### What needs to be done
Each line of the data holding "clone" should be found and copied.

### Material for the task
------------------------------------------------
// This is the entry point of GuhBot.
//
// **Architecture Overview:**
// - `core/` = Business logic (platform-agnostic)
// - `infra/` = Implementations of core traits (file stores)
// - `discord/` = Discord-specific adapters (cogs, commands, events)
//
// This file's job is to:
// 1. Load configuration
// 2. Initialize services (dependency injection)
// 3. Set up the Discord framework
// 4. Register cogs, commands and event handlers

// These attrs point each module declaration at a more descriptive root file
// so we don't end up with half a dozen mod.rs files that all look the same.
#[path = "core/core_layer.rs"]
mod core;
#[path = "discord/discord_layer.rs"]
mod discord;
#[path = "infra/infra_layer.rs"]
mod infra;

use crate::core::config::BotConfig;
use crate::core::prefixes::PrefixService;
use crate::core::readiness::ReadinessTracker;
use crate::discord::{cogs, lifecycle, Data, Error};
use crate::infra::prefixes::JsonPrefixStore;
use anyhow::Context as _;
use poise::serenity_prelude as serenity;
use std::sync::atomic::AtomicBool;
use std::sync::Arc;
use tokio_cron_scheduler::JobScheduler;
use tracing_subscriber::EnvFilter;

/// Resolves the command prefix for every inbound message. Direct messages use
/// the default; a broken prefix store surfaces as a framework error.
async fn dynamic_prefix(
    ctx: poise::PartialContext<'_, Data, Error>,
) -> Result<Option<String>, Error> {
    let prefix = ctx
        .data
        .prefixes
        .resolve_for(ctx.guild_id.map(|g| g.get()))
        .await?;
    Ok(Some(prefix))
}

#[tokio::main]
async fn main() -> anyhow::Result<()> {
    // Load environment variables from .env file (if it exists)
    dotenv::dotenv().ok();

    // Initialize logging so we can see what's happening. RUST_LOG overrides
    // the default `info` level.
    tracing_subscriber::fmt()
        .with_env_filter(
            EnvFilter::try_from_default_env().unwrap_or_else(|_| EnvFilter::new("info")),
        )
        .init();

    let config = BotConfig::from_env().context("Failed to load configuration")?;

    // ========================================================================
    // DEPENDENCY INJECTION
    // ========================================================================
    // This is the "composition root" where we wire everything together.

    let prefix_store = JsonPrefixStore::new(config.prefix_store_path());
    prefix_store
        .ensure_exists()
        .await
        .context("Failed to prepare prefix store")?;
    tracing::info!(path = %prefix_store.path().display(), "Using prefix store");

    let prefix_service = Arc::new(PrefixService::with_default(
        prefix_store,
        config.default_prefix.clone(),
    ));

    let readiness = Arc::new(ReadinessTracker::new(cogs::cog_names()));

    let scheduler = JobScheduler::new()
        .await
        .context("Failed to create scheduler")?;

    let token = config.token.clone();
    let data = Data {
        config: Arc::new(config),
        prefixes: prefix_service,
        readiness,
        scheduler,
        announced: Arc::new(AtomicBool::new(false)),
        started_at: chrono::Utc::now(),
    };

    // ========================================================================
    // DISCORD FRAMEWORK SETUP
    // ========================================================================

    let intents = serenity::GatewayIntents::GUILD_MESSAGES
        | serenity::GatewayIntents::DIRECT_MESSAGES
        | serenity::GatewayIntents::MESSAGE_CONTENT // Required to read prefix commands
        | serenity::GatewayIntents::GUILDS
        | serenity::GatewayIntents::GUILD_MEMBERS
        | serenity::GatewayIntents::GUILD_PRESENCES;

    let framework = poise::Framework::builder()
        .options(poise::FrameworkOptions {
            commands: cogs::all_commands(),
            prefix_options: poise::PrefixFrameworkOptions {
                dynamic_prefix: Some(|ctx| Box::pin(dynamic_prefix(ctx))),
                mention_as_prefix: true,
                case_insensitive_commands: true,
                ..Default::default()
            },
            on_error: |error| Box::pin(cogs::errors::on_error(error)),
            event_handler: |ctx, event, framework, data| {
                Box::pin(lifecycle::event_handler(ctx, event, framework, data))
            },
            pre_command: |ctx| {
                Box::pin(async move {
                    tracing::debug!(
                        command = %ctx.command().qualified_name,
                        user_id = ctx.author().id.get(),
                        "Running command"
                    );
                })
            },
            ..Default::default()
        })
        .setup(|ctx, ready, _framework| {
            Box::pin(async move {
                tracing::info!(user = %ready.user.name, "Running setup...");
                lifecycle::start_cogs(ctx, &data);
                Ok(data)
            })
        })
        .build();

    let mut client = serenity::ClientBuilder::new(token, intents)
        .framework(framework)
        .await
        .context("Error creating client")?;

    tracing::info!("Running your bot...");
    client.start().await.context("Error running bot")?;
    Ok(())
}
------------------------------------------------
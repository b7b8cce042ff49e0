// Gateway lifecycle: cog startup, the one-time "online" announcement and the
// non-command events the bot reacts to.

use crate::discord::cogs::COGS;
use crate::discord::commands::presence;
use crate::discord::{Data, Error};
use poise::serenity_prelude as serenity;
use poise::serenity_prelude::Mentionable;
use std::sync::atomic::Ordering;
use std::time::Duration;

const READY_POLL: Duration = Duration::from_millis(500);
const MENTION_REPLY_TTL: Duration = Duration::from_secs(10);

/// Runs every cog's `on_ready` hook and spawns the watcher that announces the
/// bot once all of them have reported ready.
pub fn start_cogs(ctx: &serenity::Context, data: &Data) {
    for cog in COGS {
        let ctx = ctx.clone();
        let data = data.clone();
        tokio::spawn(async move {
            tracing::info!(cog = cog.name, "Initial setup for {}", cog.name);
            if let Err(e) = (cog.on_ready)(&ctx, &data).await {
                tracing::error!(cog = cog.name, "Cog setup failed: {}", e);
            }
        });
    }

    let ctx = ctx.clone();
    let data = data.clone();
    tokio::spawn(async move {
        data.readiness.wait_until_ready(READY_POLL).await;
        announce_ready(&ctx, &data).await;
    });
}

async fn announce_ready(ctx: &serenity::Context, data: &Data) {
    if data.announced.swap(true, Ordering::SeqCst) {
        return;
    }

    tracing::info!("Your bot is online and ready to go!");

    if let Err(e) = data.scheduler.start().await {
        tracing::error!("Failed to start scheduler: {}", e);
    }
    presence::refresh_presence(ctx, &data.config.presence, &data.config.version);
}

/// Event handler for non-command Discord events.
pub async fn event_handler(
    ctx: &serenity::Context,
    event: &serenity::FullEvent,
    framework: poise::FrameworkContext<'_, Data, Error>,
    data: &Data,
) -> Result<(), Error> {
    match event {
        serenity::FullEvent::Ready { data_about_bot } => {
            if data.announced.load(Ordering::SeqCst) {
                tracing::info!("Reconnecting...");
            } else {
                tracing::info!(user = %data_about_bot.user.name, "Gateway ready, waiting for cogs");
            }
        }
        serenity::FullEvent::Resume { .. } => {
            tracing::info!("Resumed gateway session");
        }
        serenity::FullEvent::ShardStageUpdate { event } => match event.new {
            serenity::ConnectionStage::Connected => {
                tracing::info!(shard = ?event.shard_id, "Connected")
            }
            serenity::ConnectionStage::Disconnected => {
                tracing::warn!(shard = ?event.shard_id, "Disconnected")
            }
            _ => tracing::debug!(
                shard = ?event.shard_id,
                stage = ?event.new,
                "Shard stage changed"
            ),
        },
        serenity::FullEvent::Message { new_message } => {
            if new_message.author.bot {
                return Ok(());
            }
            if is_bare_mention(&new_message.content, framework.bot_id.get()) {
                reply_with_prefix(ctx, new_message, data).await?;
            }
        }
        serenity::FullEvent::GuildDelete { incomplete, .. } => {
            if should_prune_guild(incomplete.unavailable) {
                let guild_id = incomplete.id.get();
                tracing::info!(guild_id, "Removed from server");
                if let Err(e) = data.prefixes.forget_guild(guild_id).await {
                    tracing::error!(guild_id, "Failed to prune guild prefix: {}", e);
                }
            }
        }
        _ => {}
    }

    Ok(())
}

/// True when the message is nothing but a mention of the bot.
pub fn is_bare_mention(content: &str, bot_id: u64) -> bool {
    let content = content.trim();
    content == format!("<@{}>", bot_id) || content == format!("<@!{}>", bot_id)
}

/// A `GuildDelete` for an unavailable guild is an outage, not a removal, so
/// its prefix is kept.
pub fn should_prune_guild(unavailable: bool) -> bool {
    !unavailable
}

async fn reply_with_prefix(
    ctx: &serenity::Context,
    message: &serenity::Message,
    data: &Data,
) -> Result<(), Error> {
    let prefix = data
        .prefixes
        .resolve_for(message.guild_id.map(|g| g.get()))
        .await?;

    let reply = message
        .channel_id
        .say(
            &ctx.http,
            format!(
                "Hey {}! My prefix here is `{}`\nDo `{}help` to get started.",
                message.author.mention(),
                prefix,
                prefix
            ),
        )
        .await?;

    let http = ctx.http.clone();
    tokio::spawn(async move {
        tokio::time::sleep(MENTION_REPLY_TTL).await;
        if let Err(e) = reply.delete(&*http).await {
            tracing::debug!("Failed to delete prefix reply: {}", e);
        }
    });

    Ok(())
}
------------------------------------------------
### Result of this task
        config.default_prefix.clone(),
    let token = config.token.clone();
        let ctx = ctx.clone();
        let data = data.clone();
    let ctx = ctx.clone();
    let data = data.clone();
    let http = ctx.http.clone();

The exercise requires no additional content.